From a Harper's article, Stabbed in the Back!, by Kevin Baker:

A growing chorus of right-wing voices now began to excoriate our wartime diplomacy. Their most powerful charge, one that would firmly establish the Yalta myth in the American political psyche, was the accusation that our delegation had given over Eastern Europe to the Soviets. According to “How We Won the War and Lost the Peace,” an essay written for Life magazine shortly before the 1948 election by William Bullitt—a former diplomat who had been dismissed by Roosevelt for outing a gay rival in the State Department—FDR and his chief adviser, Harry Hopkins, were guilty of “wishful appeasement” of Stalin at Yalta, handing the peoples of Poland, Hungary, Romania, Bulgaria, and the Baltic states over to the Soviet dictator.

and, two paragraphs later,

Just how he had accomplished this was never detailed, but it didn't matter; specificity is anathema to any myth. Bullitt and an equally flamboyant opportunist of the period, Congresswoman Clare Boothe Luce, offered a more general explanation. The Democrats, Mrs. Luce had already charged, “will not, or dare not, tell us the commitments that were overtly or secretly made in moments of war's extermination by a mortally ill President, and perhaps mortally scared State Department advisers.”

(Hope that qualifies as fair use)

bomfog 18:35, 1 November 2006 (UTC)[reply]

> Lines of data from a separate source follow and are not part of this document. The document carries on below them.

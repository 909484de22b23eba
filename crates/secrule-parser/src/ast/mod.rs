//! AST types for SecRule configuration files: documents, directives,
//! variables, operators, actions and transformations.
//!
//! Every node type derives `Serialize`, so a parsed [`Document`] can be dumped
//! as JSON. Parent links are not stored in the owned tree; use
//! `Document::tree` (see [`crate::tree::Tree`]) for a navigable view.
//!
//! Reference: ModSecurity v2 reference manual, "Configuration Directives"

mod action;
mod operator;
mod transform;
mod variable;

use std::fmt;

use serde::Serialize;

use crate::position::{Position, Positioned};

pub use action::{
    Action, ActionType, CtlOption, ExpireVar, IdRange, InitCol, PartsOp, RequestBodyProcessor,
    SetVar, SetVarOp, Severity,
};
pub use operator::{ByteRange, IpRange, Operator, OperatorKind};
pub use transform::Transform;
pub use variable::{
    CollectionSelector, SelectionOperation, Variable, VariableList, VariableSelector,
};

// =============================================================================
// Document
// =============================================================================

/// A parsed configuration file (or a batch of files).
#[derive(Debug, Clone, Default, PartialEq, Serialize)]
pub struct Document {
    /// Source label, usually the file path.
    pub name: String,
    pub items: Vec<DocumentItem>,
}

/// A top-level entry of a [`Document`].
#[derive(Debug, Clone, PartialEq, Serialize)]
pub enum DocumentItem {
    Comment(Comment),
    Directive(Directive),
}

/// A `#` comment line. `text` excludes the `#`.
#[derive(Debug, Clone, PartialEq, Serialize)]
pub struct Comment {
    pub text: String,
    pub position: Position,
}

impl Document {
    pub fn new(name: impl Into<String>) -> Self {
        Document {
            name: name.into(),
            items: Vec::new(),
        }
    }

    pub fn add_child(&mut self, item: DocumentItem) {
        self.items.push(item);
    }

    /// Directives in source order, comments skipped.
    pub fn directives(&self) -> impl Iterator<Item = &Directive> {
        self.items.iter().filter_map(|item| match item {
            DocumentItem::Directive(d) => Some(d),
            DocumentItem::Comment(_) => None,
        })
    }

    pub fn comments(&self) -> impl Iterator<Item = &Comment> {
        self.items.iter().filter_map(|item| match item {
            DocumentItem::Comment(c) => Some(c),
            DocumentItem::Directive(_) => None,
        })
    }

    pub fn rules(&self) -> impl Iterator<Item = &SecRule> {
        self.directives().filter_map(Directive::as_rule)
    }

    /// Find a rule (or `SecAction`) by its `id` action.
    pub fn find_by_id(&self, id: u32) -> Option<&Directive> {
        self.directives().find(|d| action_id(d.actions()) == Some(id))
    }

    pub fn len(&self) -> usize {
        self.items.len()
    }

    pub fn is_empty(&self) -> bool {
        self.items.is_empty()
    }
}

// =============================================================================
// Directives
// =============================================================================

/// A configuration directive. Every variant records the position of its
/// keyword.
#[derive(Debug, Clone, PartialEq, Serialize)]
pub enum Directive {
    SecRule(SecRule),
    SecAction(SecAction),
    /// Actions inherited by subsequent rules of the same phase.
    SecDefaultAction(SecAction),
    SecMarker {
        name: String,
        position: Position,
    },
    SecComponentSignature {
        signature: String,
        position: Position,
    },
    SecRuleEngine {
        mode: RuleEngineMode,
        position: Position,
    },
    SecAuditEngine {
        mode: AuditEngineMode,
        position: Position,
    },
    SecAuditLogParts {
        parts: Vec<AuditLogPart>,
        position: Position,
    },
    SecRequestBodyAccess {
        enabled: bool,
        position: Position,
    },
    SecResponseBodyAccess {
        enabled: bool,
        position: Position,
    },
}

impl Directive {
    /// The directive keyword in canonical spelling.
    pub fn keyword(&self) -> &'static str {
        match self {
            Directive::SecRule(_) => "SecRule",
            Directive::SecAction(_) => "SecAction",
            Directive::SecDefaultAction(_) => "SecDefaultAction",
            Directive::SecMarker { .. } => "SecMarker",
            Directive::SecComponentSignature { .. } => "SecComponentSignature",
            Directive::SecRuleEngine { .. } => "SecRuleEngine",
            Directive::SecAuditEngine { .. } => "SecAuditEngine",
            Directive::SecAuditLogParts { .. } => "SecAuditLogParts",
            Directive::SecRequestBodyAccess { .. } => "SecRequestBodyAccess",
            Directive::SecResponseBodyAccess { .. } => "SecResponseBodyAccess",
        }
    }

    pub fn position(&self) -> &Position {
        match self {
            Directive::SecRule(rule) => &rule.position,
            Directive::SecAction(action) | Directive::SecDefaultAction(action) => &action.position,
            Directive::SecMarker { position, .. }
            | Directive::SecComponentSignature { position, .. }
            | Directive::SecRuleEngine { position, .. }
            | Directive::SecAuditEngine { position, .. }
            | Directive::SecAuditLogParts { position, .. }
            | Directive::SecRequestBodyAccess { position, .. }
            | Directive::SecResponseBodyAccess { position, .. } => position,
        }
    }

    /// Actions of `SecRule`, `SecAction` and `SecDefaultAction`; empty for
    /// every other directive.
    pub fn actions(&self) -> &[Positioned<Action>] {
        match self {
            Directive::SecRule(rule) => &rule.actions,
            Directive::SecAction(action) | Directive::SecDefaultAction(action) => &action.actions,
            _ => &[],
        }
    }

    pub fn as_rule(&self) -> Option<&SecRule> {
        match self {
            Directive::SecRule(rule) => Some(rule),
            _ => None,
        }
    }
}

/// `SecRule VARIABLES OPERATOR [ACTIONS]`
#[derive(Debug, Clone, PartialEq, Serialize)]
pub struct SecRule {
    pub variables: VariableList,
    pub operator: Operator,
    pub actions: Vec<Positioned<Action>>,
    pub position: Position,
}

impl SecRule {
    pub fn new(variables: VariableList, operator: Operator, position: Position) -> Self {
        SecRule {
            variables,
            operator,
            actions: Vec::new(),
            position,
        }
    }

    pub fn add_action(&mut self, action: Positioned<Action>) {
        self.actions.push(action);
    }

    pub fn id(&self) -> Option<u32> {
        action_id(&self.actions)
    }

    pub fn phase(&self) -> Option<u8> {
        self.actions.iter().find_map(|a| match a.node {
            Action::Phase(phase) => Some(phase),
            _ => None,
        })
    }

    pub fn severity(&self) -> Option<Severity> {
        self.actions.iter().find_map(|a| match a.node {
            Action::Severity(severity) => Some(severity),
            _ => None,
        })
    }

    /// Whether the next rule is part of this rule's chain.
    pub fn is_chained(&self) -> bool {
        self.actions.iter().any(|a| a.node == Action::Chain)
    }

    /// `t:` transformations in source order, `t:none` included. See
    /// [`Transform::None`] for how consumers treat the reset.
    pub fn transforms(&self) -> impl Iterator<Item = Transform> + '_ {
        self.actions.iter().filter_map(|a| match a.node {
            Action::Transform(t) => Some(t),
            _ => None,
        })
    }

    pub fn disruptive_action(&self) -> Option<&Action> {
        self.actions
            .iter()
            .map(|a| &a.node)
            .find(|a| a.is_disruptive())
    }
}

/// `SecAction ACTIONS` (also used for `SecDefaultAction`).
#[derive(Debug, Clone, PartialEq, Serialize)]
pub struct SecAction {
    pub actions: Vec<Positioned<Action>>,
    pub position: Position,
}

impl SecAction {
    pub fn new(position: Position) -> Self {
        SecAction {
            actions: Vec::new(),
            position,
        }
    }

    pub fn add_action(&mut self, action: Positioned<Action>) {
        self.actions.push(action);
    }

    pub fn id(&self) -> Option<u32> {
        action_id(&self.actions)
    }
}

fn action_id(actions: &[Positioned<Action>]) -> Option<u32> {
    actions.iter().find_map(|a| match a.node {
        Action::Id(id) => Some(id),
        _ => None,
    })
}

// =============================================================================
// Directive values
// =============================================================================

/// `SecRuleEngine` / `ctl:ruleEngine`
#[derive(Debug, Clone, Copy, PartialEq, Eq, Hash, Serialize)]
pub enum RuleEngineMode {
    On,
    Off,
    DetectionOnly,
}

impl RuleEngineMode {
    /// Case-insensitive; any other value is rejected.
    pub fn from_str(s: &str) -> Option<Self> {
        match s.to_ascii_lowercase().as_str() {
            "on" => Some(RuleEngineMode::On),
            "off" => Some(RuleEngineMode::Off),
            "detectiononly" => Some(RuleEngineMode::DetectionOnly),
            _ => None,
        }
    }

    pub fn as_str(&self) -> &'static str {
        match self {
            RuleEngineMode::On => "On",
            RuleEngineMode::Off => "Off",
            RuleEngineMode::DetectionOnly => "DetectionOnly",
        }
    }
}

impl fmt::Display for RuleEngineMode {
    fn fmt(&self, f: &mut fmt::Formatter<'_>) -> fmt::Result {
        f.write_str(self.as_str())
    }
}

/// `SecAuditEngine` / `ctl:auditEngine`
#[derive(Debug, Clone, Copy, PartialEq, Eq, Hash, Serialize)]
pub enum AuditEngineMode {
    On,
    Off,
    RelevantOnly,
}

impl AuditEngineMode {
    /// Case-insensitive; any other value is rejected.
    pub fn from_str(s: &str) -> Option<Self> {
        match s.to_ascii_lowercase().as_str() {
            "on" => Some(AuditEngineMode::On),
            "off" => Some(AuditEngineMode::Off),
            "relevantonly" => Some(AuditEngineMode::RelevantOnly),
            _ => None,
        }
    }

    pub fn as_str(&self) -> &'static str {
        match self {
            AuditEngineMode::On => "On",
            AuditEngineMode::Off => "Off",
            AuditEngineMode::RelevantOnly => "RelevantOnly",
        }
    }
}

impl fmt::Display for AuditEngineMode {
    fn fmt(&self, f: &mut fmt::Formatter<'_>) -> fmt::Result {
        f.write_str(self.as_str())
    }
}

/// A section of the audit log, selected by letter.
#[derive(Debug, Clone, Copy, PartialEq, Eq, PartialOrd, Ord, Hash, Serialize)]
pub enum AuditLogPart {
    /// A: audit log header (mandatory)
    Header,
    /// B: request headers
    RequestHeaders,
    /// C: request body
    RequestBody,
    /// D: reserved
    IntendedResponseHeaders,
    /// E: intermediary response body
    IntermediaryResponseBody,
    /// F: final response headers
    ResponseHeaders,
    /// G: reserved
    ActualResponseBody,
    /// H: audit log trailer
    Trailer,
    /// I: compact request body alternative to C
    ReducedMultipartRequestBody,
    /// J: uploaded files information
    MultipartFilesInformation,
    /// K: every rule that matched
    MatchedRules,
    /// Z: final boundary (mandatory)
    EndMarker,
}

impl AuditLogPart {
    pub fn from_char(c: char) -> Option<Self> {
        match c.to_ascii_uppercase() {
            'A' => Some(AuditLogPart::Header),
            'B' => Some(AuditLogPart::RequestHeaders),
            'C' => Some(AuditLogPart::RequestBody),
            'D' => Some(AuditLogPart::IntendedResponseHeaders),
            'E' => Some(AuditLogPart::IntermediaryResponseBody),
            'F' => Some(AuditLogPart::ResponseHeaders),
            'G' => Some(AuditLogPart::ActualResponseBody),
            'H' => Some(AuditLogPart::Trailer),
            'I' => Some(AuditLogPart::ReducedMultipartRequestBody),
            'J' => Some(AuditLogPart::MultipartFilesInformation),
            'K' => Some(AuditLogPart::MatchedRules),
            'Z' => Some(AuditLogPart::EndMarker),
            _ => None,
        }
    }

    pub fn letter(&self) -> char {
        match self {
            AuditLogPart::Header => 'A',
            AuditLogPart::RequestHeaders => 'B',
            AuditLogPart::RequestBody => 'C',
            AuditLogPart::IntendedResponseHeaders => 'D',
            AuditLogPart::IntermediaryResponseBody => 'E',
            AuditLogPart::ResponseHeaders => 'F',
            AuditLogPart::ActualResponseBody => 'G',
            AuditLogPart::Trailer => 'H',
            AuditLogPart::ReducedMultipartRequestBody => 'I',
            AuditLogPart::MultipartFilesInformation => 'J',
            AuditLogPart::MatchedRules => 'K',
            AuditLogPart::EndMarker => 'Z',
        }
    }
}
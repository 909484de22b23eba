//! Synthetic SecRule configuration generators for benchmarks.
//!
//! Produces deterministic output when given the same seed, so benchmark runs are
//! reproducible. Each generator returns a `String` of valid configuration text.

use rand::rngs::StdRng;
use rand::{Rng, SeedableRng};

/// Fixed seed for reproducible benchmarks.
const SEED: u64 = 0x5EC_2017_CAFE;

/// Create a seeded RNG.
pub fn rng() -> StdRng {
    StdRng::seed_from_u64(SEED)
}

// ---------------------------------------------------------------------------
// Pools
// ---------------------------------------------------------------------------

const VARIABLES: &[&str] = &[
    "ARGS",
    "ARGS_NAMES",
    "REQUEST_COOKIES",
    "!REQUEST_COOKIES:/__utm/",
    "REQUEST_COOKIES_NAMES",
    "REQUEST_HEADERS:User-Agent",
    "REQUEST_HEADERS:Referer",
    "REQUEST_FILENAME",
    "REQUEST_BASENAME",
    "REQUEST_URI",
    "REQUEST_HEADERS:/^X-Forwarded-/",
    "&TX:real_ip",
];

const OPERATORS: &[&str] = &[
    "@rx (?i)\\b(?:union\\s+select|select\\s+.*\\s+from)\\b",
    "@rx ^[\\d.:]+$",
    "@pm sqlmap nikto nessus masscan",
    "@pmFromFile scanners-user-agents.data",
    "@detectSQLi",
    "@detectXSS",
    "@contains <script",
    "@beginsWith /admin",
    "@ipMatch 127.0.0.1,10.0.0.0/8,::1",
    "@validateByteRange 1-255",
    "@gt %{tx.inbound_anomaly_score_threshold}",
    "!@streq GET",
];

const TRANSFORMS: &[&str] = &[
    "t:none",
    "t:urlDecodeUni",
    "t:lowercase",
    "t:htmlEntityDecode",
    "t:removeNulls",
    "t:compressWhitespace",
    "t:cmdLine",
];

const TAGS: &[&str] = &[
    "application-multi",
    "language-multi",
    "platform-multi",
    "attack-sqli",
    "attack-xss",
    "paranoia-level/1",
    "OWASP_CRS",
    "capec/1000/152/248/66",
];

const SEVERITIES: &[&str] = &["CRITICAL", "ERROR", "WARNING", "NOTICE"];

// ---------------------------------------------------------------------------
// Generators
// ---------------------------------------------------------------------------

/// Generate one realistic detection rule, written across continuation lines
/// the way published rule sets are formatted.
pub fn gen_single_rule(rng: &mut StdRng, id: usize) -> String {
    let num_vars = rng.random_range(1..=3);
    let variables: Vec<&str> = (0..num_vars)
        .map(|_| VARIABLES[rng.random_range(0..VARIABLES.len())])
        .collect();
    let operator = OPERATORS[rng.random_range(0..OPERATORS.len())];
    let phase = rng.random_range(1..=2);
    let severity = SEVERITIES[rng.random_range(0..SEVERITIES.len())];

    let mut actions = vec![
        format!("id:{}", 900_000 + id),
        format!("phase:{phase}"),
        "block".to_string(),
        "capture".to_string(),
    ];
    for _ in 0..rng.random_range(1..=3) {
        actions.push(TRANSFORMS[rng.random_range(0..TRANSFORMS.len())].to_string());
    }
    actions.push(format!("msg:'Synthetic detection {id}'"));
    actions.push(
        "logdata:'Matched Data: %{TX.0} found within %{MATCHED_VAR_NAME}: %{MATCHED_VAR}'"
            .to_string(),
    );
    for _ in 0..rng.random_range(1..=3) {
        actions.push(format!("tag:'{}'", TAGS[rng.random_range(0..TAGS.len())]));
    }
    actions.push("ver:'OWASP_CRS/4.0.0'".to_string());
    actions.push(format!("severity:'{severity}'"));
    actions.push(
        "setvar:'tx.inbound_anomaly_score_pl1=+%{tx.critical_anomaly_score}'".to_string(),
    );

    format!(
        "SecRule {} \"{operator}\" \\\n    \"{}\"\n\n",
        variables.join("|"),
        actions.join(",\\\n    ")
    )
}

/// A file of `n` rules preceded by a comment header and engine settings.
pub fn gen_n_rules(n: usize) -> String {
    let mut rng = rng();
    let mut conf = String::from(
        "# ------------------------------------------------------------------------\n\
         # Synthetic benchmark rule set\n\
         # ------------------------------------------------------------------------\n\
         SecRuleEngine DetectionOnly\n\
         SecRequestBodyAccess On\n\
         SecDefaultAction \"phase:2,log,auditlog,pass\"\n\n",
    );
    for id in 0..n {
        conf.push_str(&gen_single_rule(&mut rng, id));
    }
    conf.push_str("SecMarker \"END-SYNTHETIC\"\n");
    conf
}

/// `n` rules whose strings are dominated by macros and `setvar` targets.
pub fn gen_n_macro_rules(n: usize) -> String {
    let mut conf = String::new();
    for id in 0..n {
        conf.push_str(&format!(
            "SecAction \"id:{},phase:1,pass,nolog,\
             setvar:'tx.%{{rule.id}}-%{{MATCHED_VAR_NAME}}=%{{MATCHED_VAR}}',\
             setvar:ip.counter_{id}=+1,expirevar:ip.counter_{id}=%{{tx.window}},\
             initcol:ip=%{{REMOTE_ADDR}}_%{{tx.ua_hash}}\"\n",
            10_000 + id
        ));
    }
    conf
}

Predecessor/successor in infobox[edit]

I removed the ambassador-related content of the infobox because (1) he was ambassador to both France and the USSR but all the infobox information was USSR-oriented, and (2) many of the parameters are not supported by the infobox. However, all the relevant information is summarised in the succession boxes at the bottom of the article. Purgatorio (talk) 14:37, 9 December 2007 (UTC)[reply]

Bullitt and Freud[edit]

The article seems to be in error by stating "Thomas Woodrow Wilson - A Psychological Study" was published in Europe in the 1930s. According to the 1966 Foreword, Wm. C Bullitt and Dr. Sigmund Freud agreed that the book should FIRST appear in the United States. In 1932 each put his signature to each separate chapter of the manuscript, over which they had some disagreement as co-writers. In 1938 the two men met again and resolved their literary conflict, but then agreed not to publish the work until the death of the second Mrs. Woodrow Wilson. Freud died in 1939. Edith Galt, the second Mrs. Wilson, died in December 1961. The book was released by Houthton Mifflin Company in 1966.

Burial[edit]

"in the end Bullitt was buried, at his request, in Holy Trinity Church on the corner of Rittenhouse Square and Walnut Street" says Kenneth Lynn in the New York Times in a 1981 review of "PHILADELPHIA Patricians and Philistines 1900-1950" by John Lukacs. Contradicts Fina a Grave. Bmclaughlin9 (talk) 01:52, 13 November 2010 (UTC) If you check his mother's name and the source note (4), it is likely that Bullitt was Jewish according to Jewish law. — Preceding unsigned comment added by 2603:8000:C003:F79E:28ED:D53A:AD3B:4BDE (talk) 02:54, 21 November 2021 (UTC)[reply]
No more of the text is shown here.